Since being elected as a state representative, West Bloomfield resident Noah Arbit has focused some of his attention on mental health.

Since being elected as a state representative, West Bloomfield resident Noah Arbit has focused some of his attention on mental health.

Photo provided by Noah Arbit

Local state rep part of House’s first mental health committee

‘This job has given me such a purpose’

By: Mark Vest | C&G Newspapers | Published May 23, 2023


GREATER WEST BLOOMFIELD — West Bloomfield native Noah Arbit took office Jan. 1 as the representative for state House District 20, which comprises all of West Bloomfield Township, eastern Commerce Township along the M-5/Haggerty corridor, Orchard Lake, Keego Harbor, Sylvan Lake, and the northwestern-most part of Bloomfield Township along Square Lake and Telegraph roads.

“When I took office, I was assigned to five different committees, which is a lot of committees, and the first one is the behavioral health committee, which I’m the vice chair of,” Arbit said. “This is the first time ever in Michigan history that the Legislature has a dedicated committee to focus on mental health, and that’s really meaningful. I’m very excited to get to that work.”

Mental health is one of the issues that Arbit said he campaigned on, and it is one that is personal to him.

“I know that I would not be here today were it not for the resources and opportunities that I had to ensure that my struggles weren’t sentences,” he said. “I know that isn’t the case for far too many people across (the) state.”

Arbit is also part of criminal justice and judiciary, families, children and seniors, and natural resources and environmental committees.

He shared personal reasons for why he is a mental health advocate.

“Before I sort of found my calling and my purpose, I struggled a lot, and that informs why I’m such a strong advocate on mental health and why I want to make access to mental health easier to people,” Arbit said. “When you’re not feeling like you have a purpose, it’s devastating, and it has such profound negative impacts. … It took me to sort of find my niche, find my purpose, to find a role in which I could make a contribution to the improvements in my life — my mental health, my physical health, my relationships. (It’s) been profound, and that makes me such an advocate.”

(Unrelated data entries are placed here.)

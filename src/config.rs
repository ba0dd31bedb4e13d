use anyhow::{Context, Result};
use serde::{Deserialize, Serialize};
use std::fs;
use std::path::{Path, PathBuf};

use crate::cli::{
    Cli, DEFAULT_CONCURRENCY, DEFAULT_DELAY_MS, DEFAULT_DEPTH, DEFAULT_MAX_PAGES, DEFAULT_OUTPUT,
    DEFAULT_RETRIES, DEFAULT_TIMEOUT_MS,
};

/// File stem in the working directory and directory name under the user config home.
const CONFIG_NAME: &str = "seo-audit";

/// Configuration file structure that mirrors CLI arguments
/// All fields are optional to allow partial configuration
#[derive(Debug, Clone, Serialize, Deserialize, Default)]
pub struct Config {
    /// Maximum number of pages to crawl
    pub max_pages: Option<usize>,

    /// Maximum crawl depth
    pub depth: Option<usize>,

    /// Politeness delay in milliseconds
    pub delay: Option<u64>,

    /// Number of concurrent workers
    pub concurrency: Option<usize>,

    /// Retries for throttled responses
    pub retries: Option<u32>,

    /// Request timeout in milliseconds
    pub timeout: Option<u64>,

    pub user_agent: Option<String>,

    /// Treat rule warnings as errors
    pub strict: Option<bool>,

    /// Path globs left out of the analysis
    pub ignore: Option<Vec<String>>,

    /// Rule ids to disable
    pub disable_rules: Option<Vec<String>>,

    /// Output format: text or json
    pub output: Option<String>,

    /// Save report to file
    pub save: Option<String>,

    pub verbose: Option<bool>,

    pub respect_robots_txt: Option<bool>,

    /// Seed the crawl from the sitemap
    pub sitemap: Option<bool>,

    /// Verify external links and images
    pub external: Option<bool>,

    pub allow_private: Option<bool>,

    /// Minimum acceptable site score
    pub fail_under: Option<u32>,
}

/// Configuration file format based on file extension
#[derive(Debug, Clone, Copy, PartialEq, Eq)]
pub enum ConfigFormat {
    Json,
    Toml,
    Yaml,
}

impl ConfigFormat {
    /// Detect format from file extension
    pub fn from_path(path: &Path) -> Option<Self> {
        path.extension()
            .and_then(|ext| ext.to_str())
            .and_then(|ext| match ext.to_lowercase().as_str() {
                "json" => Some(ConfigFormat::Json),
                "toml" => Some(ConfigFormat::Toml),
                "yaml" | "yml" => Some(ConfigFormat::Yaml),
                _ => None,
            })
    }

    /// Get file extensions for this format
    pub fn extensions(&self) -> &[&str] {
        match self {
            ConfigFormat::Json => &["json"],
            ConfigFormat::Toml => &["toml"],
            ConfigFormat::Yaml => &["yaml", "yml"],
        }
    }
}

impl Config {
    /// Load configuration from a file
    pub fn from_file(path: &Path) -> Result<Self> {
        let contents = fs::read_to_string(path)
            .with_context(|| format!("Failed to read config file: {}", path.display()))?;

        let format = ConfigFormat::from_path(path)
            .with_context(|| format!("Unsupported config file format: {}", path.display()))?;

        let config = match format {
            ConfigFormat::Json => serde_json::from_str(&contents)
                .with_context(|| format!("Failed to parse JSON config: {}", path.display()))?,
            ConfigFormat::Toml => toml::from_str(&contents)
                .with_context(|| format!("Failed to parse TOML config: {}", path.display()))?,
            ConfigFormat::Yaml => serde_yaml::from_str(&contents)
                .with_context(|| format!("Failed to parse YAML config: {}", path.display()))?,
        };

        Ok(config)
    }

    /// Candidate config files in priority order: the working directory, then
    /// the user config directory (`$XDG_CONFIG_HOME` or `~/.config`).
    pub fn default_paths() -> Vec<PathBuf> {
        let formats = [ConfigFormat::Json, ConfigFormat::Toml, ConfigFormat::Yaml];
        let mut paths = Vec::new();

        for format in &formats {
            for ext in format.extensions() {
                paths.push(PathBuf::from(format!("{}.{}", CONFIG_NAME, ext)));
            }
        }

        let config_home = std::env::var("XDG_CONFIG_HOME")
            .ok()
            .filter(|p| !p.is_empty())
            .map(PathBuf::from)
            .or_else(|| dirs::home_dir().map(|home| home.join(".config")));

        if let Some(config_home) = config_home {
            let app_dir = config_home.join(CONFIG_NAME);
            for format in &formats {
                for ext in format.extensions() {
                    paths.push(app_dir.join(format!("config.{}", ext)));
                }
            }
        }

        paths
    }

    /// Returns the first configuration file found, or None if no config exists
    pub fn from_default_paths() -> Result<Option<Self>> {
        for path in Self::default_paths() {
            if path.exists() {
                tracing::debug!(path = %path.display(), "Loading config file");
                return Ok(Some(Self::from_file(&path)?));
            }
        }
        Ok(None)
    }

    /// An explicit path must exist; otherwise the default locations are searched.
    pub fn load(explicit: Option<&str>) -> Result<Option<Self>> {
        match explicit {
            Some(path) => Self::from_file(Path::new(path)).map(Some),
            None => Self::from_default_paths(),
        }
    }

    /// Merge this configuration with CLI arguments.
    /// Flags given on the command line win over file values, which win over defaults.
    pub fn merge_with_cli(&self, cli: &Cli) -> Cli {
        Cli {
            url: cli.url.clone(),
            max_pages: pick(cli.max_pages, DEFAULT_MAX_PAGES, self.max_pages),
            depth: pick(cli.depth, DEFAULT_DEPTH, self.depth),
            delay: pick(cli.delay, DEFAULT_DELAY_MS, self.delay),
            concurrency: pick(cli.concurrency, DEFAULT_CONCURRENCY, self.concurrency),
            retries: pick(cli.retries, DEFAULT_RETRIES, self.retries),
            timeout: pick(cli.timeout, DEFAULT_TIMEOUT_MS, self.timeout),
            user_agent: cli.user_agent.clone().or_else(|| self.user_agent.clone()),
            strict: cli.strict || self.strict.unwrap_or(false),
            ignore: pick_list(&cli.ignore, &self.ignore),
            disable_rule: pick_list(&cli.disable_rule, &self.disable_rules),
            output: pick(cli.output.clone(), DEFAULT_OUTPUT.to_string(), self.output.clone()),
            save: cli.save.clone().or_else(|| self.save.clone()),
            verbose: cli.verbose || self.verbose.unwrap_or(false),
            respect_robots_txt: cli.respect_robots_txt || self.respect_robots_txt.unwrap_or(false),
            no_sitemap: cli.no_sitemap || self.sitemap == Some(false),
            no_external: cli.no_external || self.external == Some(false),
            allow_private: cli.allow_private || self.allow_private.unwrap_or(false),
            fail_under: cli.fail_under.or(self.fail_under),
            config: cli.config.clone(),
        }
    }
}

/// A CLI value equal to its default counts as "not given".
fn pick<T: PartialEq>(cli: T, default: T, file: Option<T>) -> T {
    if cli != default {
        return cli;
    }
    file.unwrap_or(cli)
}

fn pick_list(cli: &[String], file: &Option<Vec<String>>) -> Vec<String> {
    if !cli.is_empty() {
        return cli.to_vec();
    }
    file.clone().unwrap_or_default()
}
//! control.rs — Boucle de contrôle du débogueur.
//!
//! Reçoit le callback de probe émis par la VM, décide s'il faut suspendre
//! l'exécution (`Mode`), pilote la collaboratrice UI, et traduit sa
//! décision (`DebugAction`) en transition d'état ou en annulation.
//!
//! Le modèle de concurrence est volontairement coopératif et mono-thread :
//! la VM appelle le callback directement depuis son interpréteur, qui
//! rappelle l'UI de façon bloquante et réentrante. Aucun verrou n'est
//! nécessaire.

use std::fmt;

use crate::line_mapper::LineMapper;
use crate::ui::UiCollaborator;

/// Mode d'exécution courant de la session de débogage.
#[derive(Debug, Clone, Copy, PartialEq, Eq)]
pub enum Mode {
    /// Suspend à chaque probe rencontrée.
    Step,
    /// Ne suspend que sur un point d'arrêt actif.
    Continue,
}

/// Décision renvoyée par la collaboratrice UI à l'issue d'une suspension.
#[derive(Debug, Clone, Copy, PartialEq, Eq)]
pub enum DebugAction {
    /// Repasse (ou reste) en mode pas-à-pas.
    Step,
    /// Repasse (ou reste) en mode continu.
    Continue,
    /// Termine la session : déclenche un déroulement via `QuitSignal`.
    Quit,
    /// Aucune action : conserve le mode courant sans action explicite.
    None,
}

/// Signal d'arrêt volontaire de la session, propagé jusqu'au seul site
/// d'appel qui interprète le script en cours (`run_module` côté intégrateur
/// VM). Ce n'est pas une erreur : c'est le seul mécanisme de
/// désescalade de la boucle de contrôle.
#[derive(Debug, Clone, Copy, PartialEq, Eq)]
pub struct QuitSignal;

impl fmt::Display for QuitSignal {
    fn fmt(&self, f: &mut fmt::Formatter<'_>) -> fmt::Result {
        write!(f, "debug session terminated by quit request")
    }
}

impl std::error::Error for QuitSignal {}

/// État mutable d'une session de débogage : mode courant et table des
/// lignes. Les points d'arrêt ne sont pas dupliqués ici : ils sont portés
/// par la collaboratrice UI (voir `UiCollaborator::is_breakpoint`), seule
/// habilitée à les modifier, et simplement interrogés à chaque probe.
/// Passé explicitement au callback de probe par l'intégration VM hôte.
pub struct DebugSession<U: UiCollaborator> {
    mode: Mode,
    line_mapper: LineMapper,
    ui: U,
}

impl<U: UiCollaborator> DebugSession<U> {
    pub fn new(ui: U) -> Self {
        Self { mode: Mode::Step, line_mapper: LineMapper::new(), ui }
    }

    pub fn mode(&self) -> Mode {
        self.mode
    }

    pub fn line_mapper(&self) -> &LineMapper {
        &self.line_mapper
    }

    pub fn line_mapper_mut(&mut self) -> &mut LineMapper {
        &mut self.line_mapper
    }

    pub fn ui(&self) -> &U {
        &self.ui
    }

    pub fn ui_mut(&mut self) -> &mut U {
        &mut self.ui
    }

    /// Point d'entrée appelé par la VM hôte à chaque probe atteint.
    ///
    /// `var_data` est la chaîne déjà formatée par l'instrumenteur
    /// (`"nom=valeur|nom=valeur"`). Retourne `Err(QuitSignal)` si
    /// l'utilisatrice a demandé l'arrêt de la session.
    pub fn on_probe(&mut self, line_id: u64, var_data: &str) -> Result<(), QuitSignal> {
        let details = match self.line_mapper.lookup(line_id) {
            Some(d) => d.clone(),
            None => return Ok(()),
        };

        let at_breakpoint = self.ui.is_breakpoint(&details.module, details.original_line_index);
        if self.mode == Mode::Continue && !at_breakpoint {
            return Ok(());
        }

        self.ui.load_module(&details.module);
        self.ui.highlight_line(&details.module, details.original_line_index);
        self.ui.set_variables(var_data);

        let action = self.ui.event_loop();
        self.apply(action)
    }

    fn apply(&mut self, action: DebugAction) -> Result<(), QuitSignal> {
        match action {
            DebugAction::Step => {
                self.mode = Mode::Step;
                Ok(())
            },
            DebugAction::Continue => {
                self.mode = Mode::Continue;
                Ok(())
            },
            DebugAction::Quit => Err(QuitSignal),
            DebugAction::None => Ok(()),
        }
    }
}

#[cfg(test)]
mod tests {
    use super::*;
    use crate::ui::tests::ScriptedUi;

    fn session_with(ui: ScriptedUi) -> DebugSession<ScriptedUi> {
        let mut session = DebugSession::new(ui);
        session.line_mapper_mut().add_line(1, "Foo", 1, 0);
        session.line_mapper_mut().add_line(2, "Foo", 2, 1);
        session
    }

    #[test]
    fn step_mode_pauses_on_every_probe() {
        let mut session = session_with(ScriptedUi::new(vec![DebugAction::Step, DebugAction::Step]));
        session.on_probe(1, "\"\"").unwrap();
        session.on_probe(2, "\"\"").unwrap();
        assert_eq!(session.ui().pause_count(), 2);
    }

    #[test]
    fn continue_mode_only_pauses_on_breakpoint() {
        let ui = ScriptedUi::new(vec![DebugAction::Continue, DebugAction::None]).with_breakpoint("Foo", 1);
        let mut session = session_with(ui);
        session.on_probe(1, "\"\"").unwrap(); // line_id 1 -> original line 0, no breakpoint there
        assert_eq!(session.mode(), Mode::Continue);
        assert_eq!(session.ui().pause_count(), 0);
        session.on_probe(2, "\"\"").unwrap(); // original line 1 has a breakpoint
        assert_eq!(session.ui().pause_count(), 1);
    }

    #[test]
    fn quit_propagates_as_signal() {
        let mut session = session_with(ScriptedUi::new(vec![DebugAction::Quit]));
        let result = session.on_probe(1, "\"\"");
        assert_eq!(result, Err(QuitSignal));
    }

    #[test]
    fn unknown_line_id_is_a_silent_noop() {
        let mut session = session_with(ScriptedUi::new(vec![]));
        session.on_probe(999, "\"\"").unwrap();
        assert_eq!(session.ui().pause_count(), 0);
    }
}
//! cli.rs — Analyse de la ligne de commande de `gubed`.
//!
//! Analogue direct du `cmdline.h` de l'implémentation d'origine : un seul
//! paramètre positionnel obligatoire (le module à déboguer), et deux
//! options à tiret simple (`-di`, `-h`), sans dépendre d'un crate tiers
//! puisque ce format n'est pas celui que `clap` modélise nativement.

/// Options résolues à partir des arguments du processus.
#[derive(Debug, Clone, PartialEq, Eq)]
pub struct CliOptions {
    /// Nom du module à déboguer (sans l'extension `.wren`).
    pub script: String,
    /// `-di` : exécute sans instrumentation.
    pub disable_instrumentation: bool,
}

/// Résultat de l'analyse des arguments.
#[derive(Debug, Clone, PartialEq, Eq)]
pub enum ParseOutcome {
    /// Arguments valides : prête à lancer une session de débogage.
    Run(CliOptions),
    /// `-h` a été passé : afficher l'aide et sortir avec succès.
    Help,
    /// Arguments invalides : afficher le message (s'il n'est pas vide) puis
    /// l'usage, et sortir avec un code d'erreur.
    UsageError(String),
}

/// Analyse `args` (sans le nom du programme).
pub fn parse_args(args: &[String]) -> ParseOutcome {
    let mut disable_instrumentation = false;
    let mut positionals = Vec::new();

    for arg in args {
        match arg.as_str() {
            "-di" => disable_instrumentation = true,
            "-h" => return ParseOutcome::Help,
            other if other.starts_with('-') => {
                return ParseOutcome::UsageError(format!("Invalid command line option {other}"));
            },
            other => positionals.push(other.to_string()),
        }
    }

    match positionals.len() {
        1 => ParseOutcome::Run(CliOptions {
            script: positionals.remove(0),
            disable_instrumentation,
        }),
        0 => ParseOutcome::UsageError("Missing <script> parameter".to_string()),
        _ => ParseOutcome::UsageError("Invalid number of parameters".to_string()),
    }
}

/// Texte d'usage affiché sur `-h` ou en cas d'erreur d'analyse.
pub fn usage(program_name: &str) -> String {
    format!(
        "Usage: {program_name} [options] <script>\n\
         \x20   -di\tDisable instrumentation\n\
         \x20   -h\tDisplay command line help\n"
    )
}

#[cfg(test)]
mod tests {
    use super::*;

    fn args(v: &[&str]) -> Vec<String> {
        v.iter().map(|s| s.to_string()).collect()
    }

    #[test]
    fn single_positional_runs() {
        let outcome = parse_args(&args(&["Foo"]));
        assert_eq!(
            outcome,
            ParseOutcome::Run(CliOptions { script: "Foo".to_string(), disable_instrumentation: false })
        );
    }

    #[test]
    fn di_flag_disables_instrumentation() {
        let outcome = parse_args(&args(&["-di", "Foo"]));
        assert_eq!(
            outcome,
            ParseOutcome::Run(CliOptions { script: "Foo".to_string(), disable_instrumentation: true })
        );
    }

    #[test]
    fn flag_order_is_irrelevant() {
        let outcome = parse_args(&args(&["Foo", "-di"]));
        assert_eq!(
            outcome,
            ParseOutcome::Run(CliOptions { script: "Foo".to_string(), disable_instrumentation: true })
        );
    }

    #[test]
    fn h_flag_yields_help_even_with_other_args() {
        assert_eq!(parse_args(&args(&["-h"])), ParseOutcome::Help);
        assert_eq!(parse_args(&args(&["Foo", "-h"])), ParseOutcome::Help);
    }

    #[test]
    fn missing_positional_is_a_usage_error() {
        assert!(matches!(parse_args(&args(&[])), ParseOutcome::UsageError(_)));
        assert!(matches!(parse_args(&args(&["-di"])), ParseOutcome::UsageError(_)));
    }

    #[test]
    fn too_many_positionals_is_a_usage_error() {
        assert!(matches!(parse_args(&args(&["Foo", "Bar"])), ParseOutcome::UsageError(_)));
    }

    #[test]
    fn unknown_option_is_a_usage_error() {
        assert!(matches!(parse_args(&args(&["-x", "Foo"])), ParseOutcome::UsageError(_)));
    }
}
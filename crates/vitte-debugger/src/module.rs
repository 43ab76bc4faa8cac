//! module.rs — Chargement et cache des modules sources.
//!
//! Un `Module` retient à la fois la source originale (pour l'affichage et
//! le rapport d'erreurs) et sa version instrumentée (servie à la VM). Le
//! `ModuleCache` évite de relire et ré-instrumenter un module déjà vu : la
//! VM hôte redemande le même module à chaque `import`.

use std::collections::HashMap;
use std::fs;
use std::path::{Path, PathBuf};

use crate::instrumenter;
use crate::line_mapper::LineMapper;

/// Extension de fichier attendue pour les modules sources.
pub const MODULE_EXTENSION: &str = "wren";

/// Un module chargé : sa source originale, ligne par ligne, et sa version
/// instrumentée prête à être interprétée par la VM.
#[derive(Debug, Clone)]
pub struct Module {
    name: String,
    original_lines: Vec<String>,
    instrumented_source: String,
}

impl Module {
    pub fn name(&self) -> &str {
        &self.name
    }

    pub fn original_lines(&self) -> &[String] {
        &self.original_lines
    }

    pub fn original_line(&self, index: usize) -> Option<&str> {
        self.original_lines.get(index).map(String::as_str)
    }

    pub fn line_count(&self) -> usize {
        self.original_lines.len()
    }

    /// Source instrumentée, prête à être remise à la VM via `load_module`.
    pub fn instrumented_source(&self) -> &str {
        &self.instrumented_source
    }
}

/// Cache des modules par nom, avec support du mode désinstrumenté.
///
/// Chaque module n'est lu et instrumenté qu'une fois ; les appels suivants
/// retournent une copie de la source déjà calculée, à l'image de
/// `load_module_code` qui alloue un nouveau buffer à chaque requête de la VM.
#[derive(Debug, Default)]
pub struct ModuleCache {
    modules: HashMap<String, Module>,
    search_dir: Option<PathBuf>,
}

impl ModuleCache {
    pub fn new() -> Self {
        Self::default()
    }

    /// Cherche les fichiers `<name>.wren` dans `dir` plutôt que dans le
    /// répertoire courant.
    pub fn with_search_dir(dir: impl Into<PathBuf>) -> Self {
        Self { modules: HashMap::new(), search_dir: Some(dir.into()) }
    }

    fn module_path(&self, name: &str) -> PathBuf {
        let file_name = format!("{name}.{MODULE_EXTENSION}");
        match &self.search_dir {
            Some(dir) => dir.join(file_name),
            None => PathBuf::from(file_name),
        }
    }

    /// Charge `name` depuis le cache, ou depuis disque et l'instrumente si
    /// absent. Retourne `None` si le fichier n'existe pas, à l'image du
    /// sentinel de "module introuvable" attendu par la VM hôte.
    ///
    /// Lorsque `instrumentation_enabled` vaut `false`, la source servie est
    /// la source originale telle quelle et aucune entrée n'est ajoutée à
    /// `line_mapper` (qui doit avoir été désactivé par l'appelant).
    pub fn get_or_load(
        &mut self,
        name: &str,
        line_mapper: &mut LineMapper,
        instrumentation_enabled: bool,
    ) -> Option<String> {
        if let Some(module) = self.modules.get(name) {
            return Some(module.instrumented_source.clone());
        }

        let path = self.module_path(name);
        let original_lines = read_lines(&path)?;

        let instrumented_source = if instrumentation_enabled {
            instrumenter::instrument(name, &original_lines, line_mapper).join("\n")
        } else {
            original_lines.join("\n")
        };

        let module = Module { name: name.to_string(), original_lines, instrumented_source };
        self.modules.insert(name.to_string(), module);
        self.modules.get(name).map(|m| m.instrumented_source.clone())
    }

    pub fn get(&self, name: &str) -> Option<&Module> {
        self.modules.get(name)
    }

    pub fn is_empty(&self) -> bool {
        self.modules.is_empty()
    }

    pub fn len(&self) -> usize {
        self.modules.len()
    }
}

fn read_lines(path: &Path) -> Option<Vec<String>> {
    let content = fs::read_to_string(path).ok()?;
    Some(content.lines().map(str::to_owned).collect())
}
//! `gubed` — binaire du débogueur interactif Vitte-Script.
//!
//! Toute la logique vit dans `vitte_dbg` (lib). Ce binaire ne fait que
//! transmettre les arguments du processus à [`vitte_dbg::run`].

use std::process::ExitCode;

fn main() -> ExitCode {
    let mut args = std::env::args();
    let program_name = args.next().unwrap_or_else(|| "gubed".to_string());
    let rest: Vec<String> = args.collect();
    vitte_dbg::run(&program_name, &rest)
}
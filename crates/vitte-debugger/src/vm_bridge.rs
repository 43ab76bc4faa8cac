//! vm_bridge.rs — Façade d'intégration avec la VM hôte du langage cible.
//!
//! La VM elle-même est externe à ce crate : elle expose un point
//! d'enregistrement de méthode étrangère (`bind_foreign_method`) et un
//! point de rapport d'erreur. Ce module fournit les constantes et la
//! logique de correspondance nécessaires à l'hôte pour brancher le
//! débogueur sans connaître ses détails internes, ainsi qu'une VM
//! factice (`MockVm`) suffisante pour exercer la boucle de contrôle en
//! test.

use crate::control::{DebugSession, QuitSignal};
use crate::line_mapper::LineMapper;
use crate::ui::UiCollaborator;

/// Nom du module synthétique important la classe de callback.
pub const FACADE_MODULE: &str = "gubed";
/// Nom de la classe exposant la méthode étrangère de callback.
pub const FACADE_CLASS: &str = "Gubedder";
/// Signature (nom + arité) de la méthode étrangère de callback.
pub const FACADE_SIGNATURE: &str = "callback(_,_)";

/// Code source de la classe facade, interprété comme module `gubed` avant
/// tout module utilisateur.
pub const FACADE_CLASS_CODE: &str =
    "class Gubedder {\n\tforeign static callback(line_id, var_data)\n}\n";

/// Catégorie d'erreur rapportée par la VM hôte.
#[derive(Debug, Clone, Copy, PartialEq, Eq)]
pub enum ScriptErrorKind {
    Compile,
    Runtime,
    StackTrace,
}

/// Identifie si une clé `module.class.signature` désigne le callback du
/// débogueur, auquel cas l'hôte doit brancher `DebugSession::on_probe`
/// plutôt que déléguer à ses propres méthodes étrangères.
pub fn is_debug_callback(module: &str, class: &str, signature: &str) -> bool {
    module == FACADE_MODULE && class == FACADE_CLASS && signature == FACADE_SIGNATURE
}

/// Reformate une erreur remontée par la VM en rattachant la ligne
/// instrumentée à sa ligne source originale.
///
/// Quand la table des lignes est désactivée (instrumentation désactivée),
/// `reverse_lookup` est une identité et la ligne rapportée est déjà la
/// bonne. Quand elle est active mais qu'aucune entrée exacte n'existe pour
/// `(module, instrumented_line)` — une ligne vide ou un en-tête de classe,
/// par exemple, qui ne porte aucun probe — le diagnostic est supprimé
/// silencieusement plutôt que de deviner une correspondance : c'est le
/// comportement de l'implémentation d'origine (SPEC_FULL §9, "reverse-mapping
/// a line without a probe").
pub fn format_script_error(
    line_mapper: &LineMapper,
    kind: ScriptErrorKind,
    module: &str,
    instrumented_line: usize,
    message: &str,
) -> Option<String> {
    let original_line = line_mapper.reverse_lookup(module, instrumented_line)?.original_line_index;

    Some(match kind {
        ScriptErrorKind::Compile => {
            format!("[{module} line {original_line}] Compile error: {message}")
        }
        ScriptErrorKind::Runtime => {
            format!("{message}\n[{module} line {original_line}] in {module}")
        }
        ScriptErrorKind::StackTrace => {
            format!("[{module} line {original_line}] in {message}")
        }
    })
}

/// VM factice pilotée en test : ne parse ni n'exécute réellement de
/// script, se contente de rejouer chaque appel `Gubedder.callback(...)`
/// rencontré dans une source instrumentée, dans l'ordre lexical, comme le
/// ferait un interpréteur qui exécute chaque ligne séquentiellement.
pub struct MockVm;

impl MockVm {
    /// Exécute `instrumented_source` en rejouant ses probes sur `session`.
    /// S'arrête immédiatement si `QuitSignal` est levé, à l'image du
    /// traitement silencieux que fait l'intégrateur VM hôte.
    pub fn run<U: UiCollaborator>(
        instrumented_source: &str,
        session: &mut DebugSession<U>,
    ) -> Result<(), QuitSignal> {
        for line in instrumented_source.lines() {
            let trimmed = line.trim_start();
            let Some(rest) = trimmed.strip_prefix("Gubedder.callback(") else { continue };
            let Some(args) = rest.strip_suffix(')') else { continue };
            let mut parts = args.splitn(2, ',');
            let Some(line_id_str) = parts.next() else { continue };
            let var_data = parts.next().unwrap_or("\"\"").trim();
            let Ok(line_id) = line_id_str.trim().parse::<u64>() else { continue };

            session.on_probe(line_id, var_data)?;
        }
        Ok(())
    }
}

Arbit believes that his role as a state representative has helped him during his journey.

“This job has given me such a purpose, a platform, and given me something to fight for,” he said. “The waste of human capital is so profound, and anything I can do to use my own experiences … to help other people sort of get on a good path, too, is really important. … I feel like that’s why I was called to do this.”

Dana Lasenby is the chief executive officer and executive director of the Oakland Community Health Network, which is located in Troy.

“A person’s mental health influences how they think, feel and behave daily,” Lasenby stated via email. “It can impact coping with stress, overcoming challenges, building relationships and recovering from difficult situations. Individuals with a strong sense of purpose and a positive outlook can have better mental health and overall well-being.”

Although Arbit understands that there won’t be agreement on every issue, he has found that the topic of mental health is a unifying one in Lansing.

“We have found common ground,” he said. “I think a lot of the issues that I’m working on, like mental health, (is) completely an issue of bi-partisan concern. I believe we will get bi-partisan support on (a) hate-crime package, I really do, because everyone has an interest in building safe and resilient communities, and that’s the common ground that we find, is that everyone wants to be safe, healthy and well.”

Arbit, who attended Bloomfield Hills Schools, said he still lives in West Bloomfield. He shared details of some of his day-to-day routines.

“I have not moved to Lansing, and I would not move to Lansing,” he said. “We have legislative session (on) Tuesdays, Wednesdays and Thursdays, and so I commute back and forth to Lansing, which is a tough commute sometimes — about an hour and a half. Mondays and Fridays we are working in our districts, taking meetings. Sometimes I’ll be at the Keego Harbor City Hall; they’ve given me a space to work at sometimes, which is really nice.”